**TASK DIRECTIONS**
Below are the records; tally the lines in them that include the word "tempfile" and reply with the number alone.

**SOURCE DATA**
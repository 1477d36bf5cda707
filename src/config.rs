//! Optional JSON settings file; every section and field falls back to its default.

use std::fs;
use std::path::Path;

use anyhow::{Context, Result};
use log::info;
use serde::{Deserialize, Serialize};

use crate::camera::{CameraSettings, OrbitSettings};
use crate::render::effects::{PostProcessSettings, ProgressiveSettings};
use crate::render::RendererSettings;
use crate::scenes::ShadowPlaneParameters;

#[derive(Debug, Clone, Default, PartialEq, Serialize, Deserialize)]
#[serde(default)]
pub struct AppConfig {
    pub renderer: RendererSettings,
    pub shadow_plane: ShadowPlaneParameters,
    pub post_process: PostProcessSettings,
    pub progressive: ProgressiveSettings,
    pub orbit: OrbitSettings,
    pub camera: CameraSettings,
}

impl AppConfig {
    pub fn load(path: &Path) -> Result<Self> {
        let text = fs::read_to_string(path)
            .with_context(|| format!("Failed to read config file: {}", path.display()))?;
        let config = Self::from_json(&text)
            .with_context(|| format!("Failed to parse config file: {}", path.display()))?;
        info!("Loaded config from {}", path.display());
        Ok(config)
    }

    pub fn from_json(text: &str) -> Result<Self> {
        Ok(serde_json::from_str(text)?)
    }
}

#[cfg(test)]
mod tests {
    use super::*;
    use std::io::Write;

    #[test]
    fn partial_json_keeps_defaults() {
        let config = AppConfig::from_json(
            r#"{ "renderer": { "enable_effects": false }, "progressive": { "max_samples": 64 } }"#,
        )
        .unwrap();

        assert!(!config.renderer.enable_effects);
        assert!(config.renderer.show_environment_in_background);
        assert_eq!(config.progressive.max_samples, 64);
        assert!(config.progressive.enable);
        assert_eq!(config.camera, CameraSettings::default());
        assert_eq!(config.shadow_plane, ShadowPlaneParameters::default());
    }

    #[test]
    fn empty_object_is_the_default_config() {
        assert_eq!(AppConfig::from_json("{}").unwrap(), AppConfig::default());
    }

    #[test]
    fn load_reads_files_and_reports_bad_ones() {
        let mut file = tempfile::NamedTempFile::new().unwrap();
        write!(file, r#"{{ "camera": {{ "fov_y_degrees": 50.0 }} }}"#).unwrap();
        let config = AppConfig::load(file.path()).unwrap();
        assert_eq!(config.camera.fov_y_degrees, 50.0);

        let mut broken = tempfile::NamedTempFile::new().unwrap();
        write!(broken, "{{ not json").unwrap();
        let err = AppConfig::load(broken.path()).unwrap_err();
        assert!(format!("{err:#}").contains("Failed to parse config file"));

        assert!(AppConfig::load(Path::new("/nonexistent/config.json")).is_err());
    }
}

**ANSWER FOR THE TASK**
2